Tuesday, August 06, 2024

Barbarella, Book 1 by Jean-Claude Forest

I suppose I shouldn't be surprised that a book older than I am is dated these days, but I am. 1965 doesn't seem that long ago - it was just before me, and I'm still here, right?

But 1965 is a long time ago, and this was even more early '60s than I expected.

Now, what I read is not exactly the same as the original stories, I think: the first batch of Barbarella stories were written and drawn by Jean-Claude Forest and published in the French V Magazine in 1962. I think they were just collected, not edited or altered, for book publication in 1964, but I could be wrong. But this 2014 English-language edition from Humanoids, Barbarella, Book 1, is credited as adapted by the noted contemporary writer Kelly Sue DeConnick, which to me implies somewhat more work was needed than just translating the words in the balloons.

There's no explanation in the book, so I'm not sure if DeConnick turned Forest's laconic Gallic jump-cuts between episodes into something slightly more coherent, if she removed or downplayed more explicit (or rapey) sex scenes, if she made Barbarella more active or articulate, or if she just took a very "sexy French" thing from 1962 and made it as contemporary and straightforward as she could.

Barbarella is oddly disjointed, with each episode ending abruptly and leaping into the next, with a physical dislocation as Barbarella takes yet another unlikely transportation device to yet another strange location, where that transport will be almost immediately made inoperative for plot purposes. The episodes feel like semi-separate stories, and would have been better served with titles, instead of Forest pretending it was all one continuous flow.

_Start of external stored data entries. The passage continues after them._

//! System memory observer used by admission control.
//!
//! [`MemoryMonitor`] reports used/total/available memory and owns the single
//! threshold constant the admission math compares against. It never mutates
//! anything. The `Fixed` variant injects deterministic readings so admission
//! behaviour is testable without a 128 GB box.

use std::sync::Mutex;

use sysinfo::{MemoryRefreshKind, RefreshKind, System};

const BYTES_PER_GB: f64 = 1024.0 * 1024.0 * 1024.0;

/// A point-in-time memory reading in GB plus usage percent.
#[derive(Debug, Clone, Copy, PartialEq)]
pub struct MemoryReading {
    pub total_gb: f64,
    pub used_gb: f64,
    pub available_gb: f64,
    pub usage_percent: f64,
}

/// Memory observer: live sysinfo probe or a fixed test fixture.
pub enum MemoryMonitor {
    Live {
        threshold_percent: f64,
        system: Mutex<System>,
    },
    Fixed {
        threshold_percent: f64,
        reading: Mutex<MemoryReading>,
    },
}

impl MemoryMonitor {
    pub fn new(threshold_percent: f64) -> Self {
        let system = System::new_with_specifics(
            RefreshKind::nothing().with_memory(MemoryRefreshKind::everything()),
        );
        Self::Live {
            threshold_percent,
            system: Mutex::new(system),
        }
    }

    /// Fixture with explicit total/used GB; available is the difference.
    pub fn fixed(threshold_percent: f64, total_gb: f64, used_gb: f64) -> Self {
        Self::Fixed {
            threshold_percent,
            reading: Mutex::new(fixed_reading(total_gb, used_gb)),
        }
    }

    /// Replace the fixture reading. Panics on the live variant.
    pub fn set_fixed_usage(&self, total_gb: f64, used_gb: f64) {
        match self {
            Self::Fixed { reading, .. } => {
                *reading.lock().expect("memory reading lock poisoned") =
                    fixed_reading(total_gb, used_gb);
            }
            Self::Live { .. } => panic!("set_fixed_usage called on a live memory monitor"),
        }
    }

    pub fn threshold_percent(&self) -> f64 {
        match self {
            Self::Live {
                threshold_percent, ..
            }
            | Self::Fixed {
                threshold_percent, ..
            } => *threshold_percent,
        }
    }

    pub fn reading(&self) -> MemoryReading {
        match self {
            Self::Live { system, .. } => {
                let mut system = system.lock().expect("sysinfo lock poisoned");
                system.refresh_memory();
                let total_gb = system.total_memory() as f64 / BYTES_PER_GB;
                let used_gb = system.used_memory() as f64 / BYTES_PER_GB;
                let available_gb = system.available_memory() as f64 / BYTES_PER_GB;
                MemoryReading {
                    total_gb,
                    used_gb,
                    available_gb,
                    usage_percent: percent(used_gb, total_gb),
                }
            }
            Self::Fixed { reading, .. } => *reading.lock().expect("memory reading lock poisoned"),
        }
    }

    pub fn total_memory_gb(&self) -> f64 {
        self.reading().total_gb
    }

    pub fn used_memory_gb(&self) -> f64 {
        self.reading().used_gb
    }

    pub fn usage_percent(&self) -> f64 {
        self.reading().usage_percent
    }

    /// Convert a GB amount into system-wide percent. Used by admission math.
    pub fn percent_from_gb(&self, value_gb: f64) -> f64 {
        let total = self.total_memory_gb();
        if total <= 0.0 {
            return 0.0;
        }
        (value_gb / total) * 100.0
    }
}

fn fixed_reading(total_gb: f64, used_gb: f64) -> MemoryReading {
    MemoryReading {
        total_gb,
        used_gb,
        available_gb: (total_gb - used_gb).max(0.0),
        usage_percent: percent(used_gb, total_gb),
    }
}

fn percent(used_gb: f64, total_gb: f64) -> f64 {
    if total_gb <= 0.0 {
        0.0
    } else {
        (used_gb / total_gb) * 100.0
    }
}

#[cfg(test)]
mod tests {
    use super::*;

    #[test]
    fn fixed_monitor_reports_injected_values() {
        let monitor = MemoryMonitor::fixed(90.0, 128.0, 51.2);
        let reading = monitor.reading();
        assert_eq!(reading.total_gb, 128.0);
        assert_eq!(reading.used_gb, 51.2);
        assert!((reading.usage_percent - 40.0).abs() < 1e-9);
        assert_eq!(monitor.threshold_percent(), 90.0);
    }

    #[test]
    fn percent_from_gb_scales_against_total() {
        let monitor = MemoryMonitor::fixed(90.0, 128.0, 0.0);
        assert!((monitor.percent_from_gb(32.0) - 25.0).abs() < 1e-9);
        assert_eq!(monitor.percent_from_gb(0.0), 0.0);
    }

    #[test]
    fn zero_total_never_divides_by_zero() {
        let monitor = MemoryMonitor::fixed(90.0, 0.0, 0.0);
        assert_eq!(monitor.usage_percent(), 0.0);
        assert_eq!(monitor.percent_from_gb(10.0), 0.0);
    }

    #[test]
    fn fixture_reading_can_be_replaced() {
        let monitor = MemoryMonitor::fixed(90.0, 128.0, 10.0);
        monitor.set_fixed_usage(128.0, 120.0);
        assert!(monitor.usage_percent() > 90.0);
    }

    #[test]
    fn live_monitor_reports_plausible_values() {
        let monitor = MemoryMonitor::new(90.0);
        let reading = monitor.reading();
        assert!(reading.total_gb > 0.0);
        assert!(reading.used_gb >= 0.0);
        assert!(reading.usage_percent >= 0.0 && reading.usage_percent <= 100.0);
    }
}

But anyway: that's how this book works. We begin with Barbarella, a woman sometime in the indefinite galactic future, flying alone in her spaceship, fleeing some kind of badly-ended love affair, over the planet Lythion. She crash-lands in the great greenhouse Crystallia, destroying her ship and setting the general plot outline for each episode: she will be thrown into a situation where groups are fighting with each other, she will try to solve the situation (generally by seducing one or more leaders), there will be some vaguely implied sex but it will not solve the situation, Barbarella will get somewhat naked multiple times, there will be violence in which Barbarella takes part enthusiastically with a ray-gun, there will be a lot of running about to vague effect, and a vaguely positive outcome will end with Barbarella leaving in another means of transport, generally somewhat depressed, to another location on Lythion.

There are five or six of these episodes. The details are different, but they all follow that rough plot.

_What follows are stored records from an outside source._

//! vLLM runtime adapter.
//!
//! Speaks the OpenAI `/v1/chat/completions` protocol to a vLLM server owned
//! by this process (or attached externally). The raw response object is kept
//! as the telemetry payload so the executor can probe it for speculative
//! decoding counters.

use std::{collections::VecDeque, time::Duration};

use anyhow::Context;
use futures_util::StreamExt as _;
use reqwest::Client;
use serde_json::{json, Value};
use tokio::sync::Mutex;

use super::{
    chars_token_estimate, launcher::RuntimeProcess, GenerateOutput, GenerateRequest,
    SseLineBuffer, StreamChunk, TextStream,
};

/// Health endpoint used by the launcher when spawning a vLLM server.
pub const HEALTH_PATH: &str = "/health";

pub struct VllmAdapter {
    /// Buffered requests — has the configured request timeout.
    client: Client,
    /// Streaming requests — no request-level timeout (body arrives incrementally).
    stream_client: Client,
    base_url: String,
    model_id: String,
    version: String,
    /// Owned runtime child; `None` when attached to an external server.
    process: Mutex<Option<RuntimeProcess>>,
}

impl VllmAdapter {
    /// Build an adapter over a server at `base_url`, taking ownership of the
    /// spawned child when one is passed. Queries the server version once,
    /// best-effort.
    pub async fn connect(
        model_id: String,
        base_url: String,
        timeout_ms: u64,
        process: Option<RuntimeProcess>,
    ) -> Self {
        let client = Client::builder()
            .timeout(Duration::from_millis(timeout_ms))
            .build()
            .expect("failed to build reqwest client");
        let stream_client = Client::builder()
            .build()
            .expect("failed to build streaming reqwest client");

        let base_url = base_url.trim_end_matches('/').to_string();
        let version = resolve_version(&client, &base_url).await;

        Self {
            client,
            stream_client,
            base_url,
            model_id,
            version,
            process: Mutex::new(process),
        }
    }

    pub fn version(&self) -> &str {
        &self.version
    }

    pub async fn generate(&self, request: GenerateRequest) -> anyhow::Result<GenerateOutput> {
        let url = format!("{}/v1/chat/completions", self.base_url);
        let body = wire_body(&self.model_id, &request, false);

        let response = self
            .client
            .post(&url)
            .json(&body)
            .send()
            .await
            .with_context(|| format!("POST {url}"))?;

        let status = response.status();
        let text = response.text().await.context("reading response body")?;
        if !status.is_success() {
            anyhow::bail!("vllm backend returned HTTP {status}: {text}");
        }

        let parsed: Value = serde_json::from_str(&text)
            .with_context(|| format!("parsing vllm response as JSON: {text}"))?;

        let content = parsed
            .pointer("/choices/0/message/content")
            .and_then(Value::as_str)
            .unwrap_or_default()
            .to_string();
        let prompt_tokens = parsed
            .pointer("/usage/prompt_tokens")
            .and_then(Value::as_u64)
            .map(|v| v as u32)
            .unwrap_or(0);
        let completion_tokens = parsed
            .pointer("/usage/completion_tokens")
            .and_then(Value::as_u64)
            .map(|v| v as u32)
            .unwrap_or_else(|| chars_token_estimate(&content));

        Ok(GenerateOutput {
            text: content,
            prompt_tokens,
            completion_tokens,
            payload: Some(parsed),
        })
    }

    pub async fn stream(&self, request: GenerateRequest) -> anyhow::Result<TextStream> {
        let url = format!("{}/v1/chat/completions", self.base_url);
        let body = wire_body(&self.model_id, &request, true);

        let response = self
            .stream_client
            .post(&url)
            .json(&body)
            .send()
            .await
            .with_context(|| format!("POST {url} (streaming)"))?;

        let status = response.status();
        if !status.is_success() {
            let text = response.text().await.unwrap_or_default();
            anyhow::bail!("vllm backend returned HTTP {status}: {text}");
        }

        struct State {
            bytes: futures_util::stream::BoxStream<'static, reqwest::Result<bytes::Bytes>>,
            buffer: SseLineBuffer,
            pending: VecDeque<String>,
            done: bool,
        }

        let state = State {
            bytes: response.bytes_stream().boxed(),
            buffer: SseLineBuffer::default(),
            pending: VecDeque::new(),
            done: false,
        };

        let stream = futures_util::stream::unfold(state, |mut st| async move {
            loop {
                if st.done {
                    return None;
                }
                if let Some(data) = st.pending.pop_front() {
                    if data == "[DONE]" {
                        st.done = true;
                        return None;
                    }
                    match serde_json::from_str::<Value>(&data) {
                        Ok(chunk) => {
                            let text = chunk
                                .pointer("/choices/0/delta/content")
                                .and_then(Value::as_str)
                                .unwrap_or_default()
                                .to_string();
                            return Some((
                                Ok(StreamChunk {
                                    text,
                                    payload: Some(chunk),
                                }),
                                st,
                            ));
                        }
                        Err(error) => {
                            tracing::debug!(%error, "skipping unparseable SSE chunk");
                            continue;
                        }
                    }
                }
                match st.bytes.next().await {
                    Some(Ok(bytes)) => {
                        st.pending.extend(st.buffer.push(&bytes));
                    }
                    Some(Err(error)) => {
                        st.done = true;
                        return Some((Err(anyhow::Error::from(error)), st));
                    }
                    None => return None,
                }
            }
        });

        Ok(Box::pin(stream))
    }

    pub async fn health_check(&self) -> anyhow::Result<()> {
        let url = format!("{}{HEALTH_PATH}", self.base_url);
        let response = self
            .client
            .get(&url)
            .send()
            .await
            .with_context(|| format!("GET {url}"))?;
        anyhow::ensure!(
            response.status().is_success(),
            "health check returned HTTP {}",
            response.status()
        );
        Ok(())
    }

    pub async fn close(&self) {
        if let Some(mut process) = self.process.lock().await.take() {
            process.shutdown().await;
        }
    }
}

fn wire_body(model_id: &str, request: &GenerateRequest, stream: bool) -> Value {
    let mut body = json!({
        "model": model_id,
        "messages": request.messages,
        "temperature": request.temperature,
        "max_tokens": request.max_tokens,
        "top_p": request.top_p,
        "stream": stream,
    });
    if let Some(stop) = &request.stop {
        body["stop"] = json!(stop);
    }
    if let Some(tools) = &request.tools {
        body["tools"] = tools.clone();
    }
    if let Some(format) = &request.response_format {
        body["response_format"] = format.clone();
    }
    if stream {
        body["stream_options"] = json!({ "include_usage": true });
    }
    body
}

async fn resolve_version(client: &Client, base_url: &str) -> String {
    let url = format!("{base_url}/version");
    match client.get(&url).send().await {
        Ok(response) if response.status().is_success() => response
            .json::<Value>()
            .await
            .ok()
            .and_then(|v| v.get("version").and_then(Value::as_str).map(str::to_string))
            .unwrap_or_else(|| "unknown".into()),
        _ => "unknown".into(),
    }
}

I will say that Lythion easily avoids the bad-SF "this world is all one thing" trope: every episode is set in a different location, with different environments and different inhabitants. In fact, they all seem to have very little knowledge of each other: they barely seem to be on the same planet at all.

These are wordy, talky stories. Barbarella and her lovers and nemeses (who are often the same) talk at each other a lot, and Forest fills up the sides of panels with long captions. Barbarella does get topless a lot and naked only slightly less often, but unless your kink is specifically "hot girl in danger," it's not that sexy: she's a relatively small figure in busy, caption-filled panels, and the implied sex happens between panels, referenced in dialogue and captions. A modern, careless reader could entirely miss the fact that she is having sex with a large fraction of the people she meets on Lythion.

Again, DeConnick might have specifically toned down the 1960s sexiness for this edition, but it doesn't come across as the scorching-hot thing it supposedly was in the mid-60s. It's a talky light-SF adventure with a heroine whose first instinct is to solve problems by fucking people, and only turns to shooting them when that doesn't work - ooh la la!